(Stored data)

++++++

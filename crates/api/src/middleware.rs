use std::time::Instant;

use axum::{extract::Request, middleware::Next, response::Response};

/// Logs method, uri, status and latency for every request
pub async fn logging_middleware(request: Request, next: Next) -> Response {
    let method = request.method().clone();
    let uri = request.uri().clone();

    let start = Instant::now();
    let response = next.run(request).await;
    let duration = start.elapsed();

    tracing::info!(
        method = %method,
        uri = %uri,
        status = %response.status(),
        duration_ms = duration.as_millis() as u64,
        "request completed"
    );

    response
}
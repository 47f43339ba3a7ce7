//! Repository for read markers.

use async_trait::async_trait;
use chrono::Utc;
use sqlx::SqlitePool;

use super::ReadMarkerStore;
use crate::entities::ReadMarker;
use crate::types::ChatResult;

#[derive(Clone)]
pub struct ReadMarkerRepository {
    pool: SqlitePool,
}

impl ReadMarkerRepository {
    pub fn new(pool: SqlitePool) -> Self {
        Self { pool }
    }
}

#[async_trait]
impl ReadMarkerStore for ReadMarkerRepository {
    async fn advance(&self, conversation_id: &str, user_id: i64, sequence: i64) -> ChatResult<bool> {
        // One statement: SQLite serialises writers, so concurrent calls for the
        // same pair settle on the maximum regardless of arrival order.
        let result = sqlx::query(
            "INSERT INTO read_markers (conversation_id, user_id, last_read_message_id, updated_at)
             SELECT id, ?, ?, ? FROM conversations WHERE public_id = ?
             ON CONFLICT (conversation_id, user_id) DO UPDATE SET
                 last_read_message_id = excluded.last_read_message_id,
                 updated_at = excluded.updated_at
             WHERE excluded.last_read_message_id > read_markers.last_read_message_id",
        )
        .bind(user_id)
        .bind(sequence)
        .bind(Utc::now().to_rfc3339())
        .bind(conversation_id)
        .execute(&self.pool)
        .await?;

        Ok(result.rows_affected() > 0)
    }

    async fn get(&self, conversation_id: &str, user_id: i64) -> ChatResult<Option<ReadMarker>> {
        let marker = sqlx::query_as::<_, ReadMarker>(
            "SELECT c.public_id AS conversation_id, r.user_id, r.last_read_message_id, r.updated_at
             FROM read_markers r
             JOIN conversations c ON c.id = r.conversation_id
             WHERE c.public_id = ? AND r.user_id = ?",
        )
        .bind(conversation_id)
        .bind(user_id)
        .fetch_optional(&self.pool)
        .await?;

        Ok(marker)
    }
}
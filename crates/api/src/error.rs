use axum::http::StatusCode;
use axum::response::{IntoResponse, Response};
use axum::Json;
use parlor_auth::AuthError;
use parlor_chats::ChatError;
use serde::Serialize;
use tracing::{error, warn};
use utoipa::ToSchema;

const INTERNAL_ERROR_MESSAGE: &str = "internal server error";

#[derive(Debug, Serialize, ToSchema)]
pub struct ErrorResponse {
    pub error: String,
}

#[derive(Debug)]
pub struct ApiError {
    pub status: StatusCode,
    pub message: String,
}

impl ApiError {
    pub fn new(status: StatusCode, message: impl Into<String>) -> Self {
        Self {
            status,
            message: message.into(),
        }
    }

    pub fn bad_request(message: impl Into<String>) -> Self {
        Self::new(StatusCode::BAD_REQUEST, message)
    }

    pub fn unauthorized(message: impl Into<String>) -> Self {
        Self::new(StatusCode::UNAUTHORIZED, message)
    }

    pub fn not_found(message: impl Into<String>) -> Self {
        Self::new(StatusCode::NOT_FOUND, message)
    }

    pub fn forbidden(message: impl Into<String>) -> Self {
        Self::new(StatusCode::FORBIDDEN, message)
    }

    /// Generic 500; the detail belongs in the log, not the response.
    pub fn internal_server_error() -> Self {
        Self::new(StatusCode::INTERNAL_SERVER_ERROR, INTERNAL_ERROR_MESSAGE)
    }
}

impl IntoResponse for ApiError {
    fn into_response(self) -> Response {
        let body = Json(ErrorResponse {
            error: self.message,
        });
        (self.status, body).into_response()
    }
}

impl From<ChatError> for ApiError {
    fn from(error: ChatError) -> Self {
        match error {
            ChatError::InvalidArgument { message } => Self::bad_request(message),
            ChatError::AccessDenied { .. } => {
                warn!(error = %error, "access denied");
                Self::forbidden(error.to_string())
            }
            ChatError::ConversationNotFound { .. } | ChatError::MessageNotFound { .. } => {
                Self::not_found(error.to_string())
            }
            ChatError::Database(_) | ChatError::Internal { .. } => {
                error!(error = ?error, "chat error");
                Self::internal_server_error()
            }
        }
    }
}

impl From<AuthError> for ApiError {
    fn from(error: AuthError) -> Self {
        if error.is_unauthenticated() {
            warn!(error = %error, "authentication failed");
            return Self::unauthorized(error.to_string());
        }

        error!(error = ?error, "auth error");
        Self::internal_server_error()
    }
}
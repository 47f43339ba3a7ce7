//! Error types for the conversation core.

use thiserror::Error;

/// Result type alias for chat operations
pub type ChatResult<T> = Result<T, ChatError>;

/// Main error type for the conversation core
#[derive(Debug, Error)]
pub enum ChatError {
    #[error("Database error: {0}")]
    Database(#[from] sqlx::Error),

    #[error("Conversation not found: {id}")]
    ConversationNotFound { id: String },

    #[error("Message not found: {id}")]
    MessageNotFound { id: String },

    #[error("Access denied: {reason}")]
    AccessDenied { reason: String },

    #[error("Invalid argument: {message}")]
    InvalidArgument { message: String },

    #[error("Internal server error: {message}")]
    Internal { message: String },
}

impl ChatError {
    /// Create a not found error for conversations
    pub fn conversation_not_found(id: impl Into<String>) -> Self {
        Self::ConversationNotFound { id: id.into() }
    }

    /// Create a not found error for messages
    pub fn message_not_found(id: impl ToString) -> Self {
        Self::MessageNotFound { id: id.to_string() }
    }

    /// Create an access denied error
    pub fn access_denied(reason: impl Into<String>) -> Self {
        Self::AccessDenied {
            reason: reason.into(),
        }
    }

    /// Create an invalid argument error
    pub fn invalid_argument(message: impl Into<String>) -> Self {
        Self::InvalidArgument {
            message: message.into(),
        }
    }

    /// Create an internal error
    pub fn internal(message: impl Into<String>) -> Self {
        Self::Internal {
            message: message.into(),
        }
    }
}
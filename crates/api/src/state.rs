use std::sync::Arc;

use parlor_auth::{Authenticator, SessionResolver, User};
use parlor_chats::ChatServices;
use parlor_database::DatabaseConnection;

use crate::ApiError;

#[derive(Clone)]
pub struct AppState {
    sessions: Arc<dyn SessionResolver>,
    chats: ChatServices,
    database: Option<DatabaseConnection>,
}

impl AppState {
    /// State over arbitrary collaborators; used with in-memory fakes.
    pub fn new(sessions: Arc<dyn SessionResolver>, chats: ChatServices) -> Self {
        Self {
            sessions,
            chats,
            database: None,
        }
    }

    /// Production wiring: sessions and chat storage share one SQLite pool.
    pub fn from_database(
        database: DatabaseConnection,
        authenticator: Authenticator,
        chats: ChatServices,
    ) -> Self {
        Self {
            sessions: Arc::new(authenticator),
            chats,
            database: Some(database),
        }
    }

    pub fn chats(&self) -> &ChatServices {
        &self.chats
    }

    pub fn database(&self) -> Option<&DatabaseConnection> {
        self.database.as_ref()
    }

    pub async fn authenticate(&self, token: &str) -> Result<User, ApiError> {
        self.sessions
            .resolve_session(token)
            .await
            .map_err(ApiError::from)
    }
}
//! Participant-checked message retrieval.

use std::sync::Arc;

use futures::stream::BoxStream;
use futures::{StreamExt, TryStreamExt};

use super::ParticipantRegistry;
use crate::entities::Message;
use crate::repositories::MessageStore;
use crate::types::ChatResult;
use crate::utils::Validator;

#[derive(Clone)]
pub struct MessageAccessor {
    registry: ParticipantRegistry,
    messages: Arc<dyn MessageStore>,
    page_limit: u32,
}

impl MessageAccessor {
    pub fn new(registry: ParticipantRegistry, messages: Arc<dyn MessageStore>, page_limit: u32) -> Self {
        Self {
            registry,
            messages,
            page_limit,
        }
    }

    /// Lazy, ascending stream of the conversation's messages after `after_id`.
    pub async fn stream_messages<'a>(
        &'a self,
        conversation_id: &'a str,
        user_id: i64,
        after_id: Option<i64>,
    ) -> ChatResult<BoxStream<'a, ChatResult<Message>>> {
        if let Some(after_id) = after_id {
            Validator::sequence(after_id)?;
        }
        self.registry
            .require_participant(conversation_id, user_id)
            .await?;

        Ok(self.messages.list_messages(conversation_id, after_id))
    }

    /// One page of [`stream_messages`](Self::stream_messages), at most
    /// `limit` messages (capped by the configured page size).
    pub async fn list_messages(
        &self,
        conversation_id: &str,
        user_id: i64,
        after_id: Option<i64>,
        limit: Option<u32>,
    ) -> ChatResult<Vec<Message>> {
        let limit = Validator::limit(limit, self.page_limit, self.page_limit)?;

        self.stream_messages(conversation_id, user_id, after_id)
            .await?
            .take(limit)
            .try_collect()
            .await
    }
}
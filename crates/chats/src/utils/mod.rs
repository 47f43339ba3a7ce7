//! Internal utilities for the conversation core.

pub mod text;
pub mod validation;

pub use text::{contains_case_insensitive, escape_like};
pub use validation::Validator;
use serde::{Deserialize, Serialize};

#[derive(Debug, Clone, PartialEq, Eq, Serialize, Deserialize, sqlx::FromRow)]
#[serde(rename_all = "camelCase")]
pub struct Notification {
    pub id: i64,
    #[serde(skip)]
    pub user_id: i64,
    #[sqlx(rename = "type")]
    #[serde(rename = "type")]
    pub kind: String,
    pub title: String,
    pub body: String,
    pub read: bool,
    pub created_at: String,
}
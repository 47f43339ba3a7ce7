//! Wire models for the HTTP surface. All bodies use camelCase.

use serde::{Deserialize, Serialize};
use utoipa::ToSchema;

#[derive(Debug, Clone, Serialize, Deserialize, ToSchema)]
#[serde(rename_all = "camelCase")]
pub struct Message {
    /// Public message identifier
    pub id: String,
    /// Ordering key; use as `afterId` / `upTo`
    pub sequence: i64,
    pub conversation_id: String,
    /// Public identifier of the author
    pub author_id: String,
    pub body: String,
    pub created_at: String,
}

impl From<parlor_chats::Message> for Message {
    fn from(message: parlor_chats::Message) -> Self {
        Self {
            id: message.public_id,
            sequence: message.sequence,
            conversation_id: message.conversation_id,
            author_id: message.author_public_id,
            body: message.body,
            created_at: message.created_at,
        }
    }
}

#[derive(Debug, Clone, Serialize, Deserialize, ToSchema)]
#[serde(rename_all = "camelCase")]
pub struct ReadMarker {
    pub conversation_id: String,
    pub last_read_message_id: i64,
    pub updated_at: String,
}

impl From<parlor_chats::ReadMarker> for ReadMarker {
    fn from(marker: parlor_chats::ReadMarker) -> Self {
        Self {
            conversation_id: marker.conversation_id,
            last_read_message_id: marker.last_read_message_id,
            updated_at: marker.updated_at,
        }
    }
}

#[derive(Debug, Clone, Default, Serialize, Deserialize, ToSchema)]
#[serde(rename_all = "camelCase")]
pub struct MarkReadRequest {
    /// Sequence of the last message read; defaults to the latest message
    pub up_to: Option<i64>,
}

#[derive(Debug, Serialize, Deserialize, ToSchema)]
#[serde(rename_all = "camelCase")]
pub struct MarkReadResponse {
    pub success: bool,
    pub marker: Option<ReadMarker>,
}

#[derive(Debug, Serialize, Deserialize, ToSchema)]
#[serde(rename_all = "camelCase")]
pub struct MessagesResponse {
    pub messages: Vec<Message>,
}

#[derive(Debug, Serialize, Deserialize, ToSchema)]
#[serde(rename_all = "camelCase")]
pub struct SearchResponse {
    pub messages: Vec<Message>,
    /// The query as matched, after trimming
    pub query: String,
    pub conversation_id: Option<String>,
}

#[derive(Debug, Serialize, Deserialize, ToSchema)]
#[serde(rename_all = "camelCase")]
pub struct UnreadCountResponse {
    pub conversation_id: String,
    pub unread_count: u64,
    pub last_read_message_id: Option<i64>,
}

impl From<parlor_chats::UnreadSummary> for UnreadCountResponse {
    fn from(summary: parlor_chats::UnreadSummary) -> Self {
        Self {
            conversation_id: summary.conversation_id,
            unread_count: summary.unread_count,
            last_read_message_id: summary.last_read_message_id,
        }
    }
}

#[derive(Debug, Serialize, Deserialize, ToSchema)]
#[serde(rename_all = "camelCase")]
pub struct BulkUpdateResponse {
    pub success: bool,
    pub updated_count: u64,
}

++++++

Filter the entries down to the lines that hold "AccessDenied". Copy those lines.

Response for this exercise —
            ChatError::AccessDenied { .. } => {
    AccessDenied { reason: String },
        Self::AccessDenied {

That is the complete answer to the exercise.